Department of Psychology, University of Amsterdam, Roetersstraat 15, 1018 WB Amsterdam, The Netherlands.
Hormones and Behavior (Impact Factor: 4.63). 12/2011; 61(3):419-28. DOI: 10.1016/j.yhbeh.2011.12.009
Source: PubMed


The author reviews evidence that hypothalamic release (or infusion) of the neuropeptide oxytocin modulates the regulation of cooperation and conflict among humans because of three reasons. First, oxytocin enables social categorization of others into in-group versus out-group. Second, oxytocin dampens amygdala activity and enables the development of trust. Third, and finally, oxytocin up-regulates neural circuitries (e.g., inferior frontal gyrus, ventromedial prefrontal cortex, caudate nucleus) involved in empathy and other-concern. Consistent with an evolutionary perspective on the functionality of cooperation, it is concluded that oxytocin-motivated cooperation is mostly parochial-it motivates (i) in-group favoritism, (ii) cooperation towards in-group but not out-group members, and (iii) defense-motivated non-cooperation towards threatening outsiders.

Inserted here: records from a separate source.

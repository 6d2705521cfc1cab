use std::collections::HashMap;
use std::sync::Arc;

use bigdecimal::BigDecimal;
use chrono::{DateTime, Duration, Utc};
use log::{debug, info, warn};
use uuid::Uuid;

use super::Caller;
use crate::domain::errors::DomainError;
use crate::domain::inventory::{merge_lines, plan_reservation};
use crate::domain::order::{
    generate_order_number, page_offset, ListResult, NewOrder, Order, OrderLineInput, OrderStatus,
    ShippingAddress, StatusChange,
};
use crate::domain::payment::PaymentMethod;
use crate::domain::ports::{Notifier, OrderRepository, ProductCatalog};
use crate::domain::pricing::PricingPolicy;

const ORDER_NUMBER_ATTEMPTS: usize = 3;
const EXPIRY_NOTE: &str = "payment not received";

#[derive(Debug, Clone)]
pub struct CreateOrder {
    pub items: Vec<OrderLineInput>,
    pub shipping_address: ShippingAddress,
    pub payment_method: PaymentMethod,
    pub client_total: BigDecimal,
}

pub struct OrderService {
    catalog: Arc<dyn ProductCatalog>,
    orders: Arc<dyn OrderRepository>,
    notifier: Arc<dyn Notifier>,
    pricing: PricingPolicy,
    accepted_methods: Vec<PaymentMethod>,
}

impl OrderService {
    pub fn new(
        catalog: Arc<dyn ProductCatalog>,
        orders: Arc<dyn OrderRepository>,
        notifier: Arc<dyn Notifier>,
        pricing: PricingPolicy,
        accepted_methods: Vec<PaymentMethod>,
    ) -> Self {
        Self {
            catalog,
            orders,
            notifier,
            pricing,
            accepted_methods,
        }
    }

    /// Prices the order from the catalog, checks the client's total and
    /// stores the order together with its stock reservation.
    ///
    /// Cash-on-delivery orders are confirmed straight away; pay-now orders
    /// wait in `pending` until their payment is reconciled.
    pub fn create_order(&self, caller: &Caller, cmd: CreateOrder) -> Result<Order, DomainError> {
        if !self.accepted_methods.contains(&cmd.payment_method) {
            return Err(DomainError::InvalidInput(format!(
                "payment method {} is not available",
                cmd.payment_method
            )));
        }
        cmd.shipping_address.validate()?;

        let items = merge_lines(&cmd.items)?;
        let ids: Vec<Uuid> = items.iter().map(|i| i.product_id).collect();
        let products: HashMap<Uuid, _> = self
            .catalog
            .find_by_ids(&ids)?
            .into_iter()
            .map(|p| (p.id, p))
            .collect();
        let lines = plan_reservation(&products, &items)?;
        let totals = self.pricing.quote(&lines);
        if let Err(e) = self.pricing.check_client_total(&totals, &cmd.client_total) {
            warn!(
                "Rejecting order for {}: client total {} but computed {}",
                caller.user_id, cmd.client_total, totals.total
            );
            return Err(e);
        }

        let status = if cmd.payment_method.is_pay_now() {
            OrderStatus::Pending
        } else {
            OrderStatus::Confirmed
        };

        let mut attempt = 0;
        let (order, levels) = loop {
            attempt += 1;
            let new_order = NewOrder {
                id: Uuid::new_v4(),
                order_number: generate_order_number(Utc::now()),
                customer_id: caller.user_id,
                status,
                payment_method: cmd.payment_method,
                lines: lines.clone(),
                shipping_address: cmd.shipping_address.clone(),
                totals: totals.clone(),
                currency: self.pricing.currency.clone(),
            };
            match self.orders.create(new_order) {
                Err(DomainError::Conflict(msg)) if attempt < ORDER_NUMBER_ATTEMPTS => {
                    debug!("Order number collision ({msg}), retrying");
                }
                other => break other?,
            }
        };

        info!(
            "Order {} created for {} ({} {}, {})",
            order.order_number, order.customer_id, order.total, order.currency, order.payment_method
        );
        for level in levels.iter().filter(|l| l.is_low()) {
            warn!(
                "Product {} is low on stock: {} left (alert at {})",
                level.product_id, level.stock, level.low_stock_alert
            );
        }
        if let Err(e) = self.notifier.order_placed(&order) {
            warn!("Could not send order confirmation for {}: {e}", order.order_number);
        }
        Ok(order)
    }

    pub fn get_order(&self, caller: &Caller, id: Uuid) -> Result<Order, DomainError> {
        let order = self.orders.find_by_id(id)?.ok_or(DomainError::NotFound)?;
        if !caller.can_see(&order) {
            return Err(DomainError::Forbidden);
        }
        Ok(order)
    }

    /// Admins see every order; customers see their own.
    pub fn list_orders(&self, caller: &Caller, page: i64, limit: i64) -> Result<ListResult, DomainError> {
        let owner = if caller.admin { None } else { Some(caller.user_id) };
        let (page, limit) = (page.max(1), limit.clamp(1, 100));
        page_offset(page, limit)?;
        self.orders.list(owner, page, limit)
    }

    /// Admin lifecycle update. Cancelling through here restores stock too.
    pub fn update_status(
        &self,
        caller: &Caller,
        id: Uuid,
        to: OrderStatus,
        note: Option<String>,
        tracking_number: Option<String>,
    ) -> Result<Order, DomainError> {
        caller.require_admin()?;
        let order = self.orders.find_by_id(id)?.ok_or(DomainError::NotFound)?;
        if !order.status.can_transition_to(to) {
            return Err(DomainError::InvalidTransition {
                from: order.status.to_string(),
                to: to.to_string(),
            });
        }
        let updated = self.orders.change_status(
            id,
            StatusChange {
                from: order.status,
                to,
                note,
                tracking_number: tracking_number.filter(|_| to == OrderStatus::Shipped),
                release_stock: to == OrderStatus::Cancelled,
                only_if_unpaid: false,
            },
        )?;
        info!("Order {} moved from {} to {}", updated.order_number, order.status, to);
        Ok(updated)
    }

    /// Customers may cancel their own unpaid orders; admins may cancel any
    /// order that has not shipped. Reserved stock goes back to the catalog.
    pub fn cancel_order(
        &self,
        caller: &Caller,
        id: Uuid,
        reason: Option<String>,
    ) -> Result<Order, DomainError> {
        let order = self.get_order(caller, id)?;
        if !order.status.can_transition_to(OrderStatus::Cancelled) {
            return Err(DomainError::InvalidTransition {
                from: order.status.to_string(),
                to: OrderStatus::Cancelled.to_string(),
            });
        }
        if order.is_paid() && !caller.admin {
            return Err(DomainError::Conflict(
                "paid orders can only be cancelled by support".to_string(),
            ));
        }
        let updated = self.orders.change_status(
            id,
            StatusChange {
                from: order.status,
                to: OrderStatus::Cancelled,
                note: reason.or_else(|| {
                    let by = if caller.admin { "support" } else { "customer" };
                    Some(format!("cancelled by {by}"))
                }),
                tracking_number: None,
                release_stock: true,
                only_if_unpaid: !caller.admin,
            },
        )?;
        info!("Order {} cancelled, stock released", updated.order_number);
        Ok(updated)
    }

    /// Cancels pay-now orders that have waited longer than `timeout` for
    /// their payment, returning their stock. Orders paid in the meantime are
    /// skipped. Returns the number of orders cancelled.
    pub fn expire_unpaid_orders(&self, now: DateTime<Utc>, timeout: Duration) -> Result<usize, DomainError> {
        let stale = self.orders.find_unpaid_before(now - timeout)?;
        let mut expired = 0;
        for order in stale {
            let change = StatusChange {
                from: order.status,
                to: OrderStatus::Cancelled,
                note: Some(EXPIRY_NOTE.to_string()),
                tracking_number: None,
                release_stock: true,
                only_if_unpaid: true,
            };
            match self.orders.change_status(order.id, change) {
                Ok(_) => {
                    expired += 1;
                    info!("Order {} expired without payment", order.order_number);
                }
                Err(DomainError::Conflict(msg)) => {
                    debug!("Skipping expiry of {}: {msg}", order.order_number);
                }
                Err(e) => return Err(e),
            }
        }
        if expired > 0 {
            info!("Expired {expired} unpaid orders");
        }
        Ok(expired)
    }
}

Thus, in addition to its well-known role in reproduction and pair-bond formation, oxytocin's primary functions include in-group "tend-and-defend." This review concludes with avenues for new research on oxytocin's functions in within-group cooperation and between-group competition. This article is part of a Special Issue entitled Oxytocin, Vasopressin, and Social Behavior.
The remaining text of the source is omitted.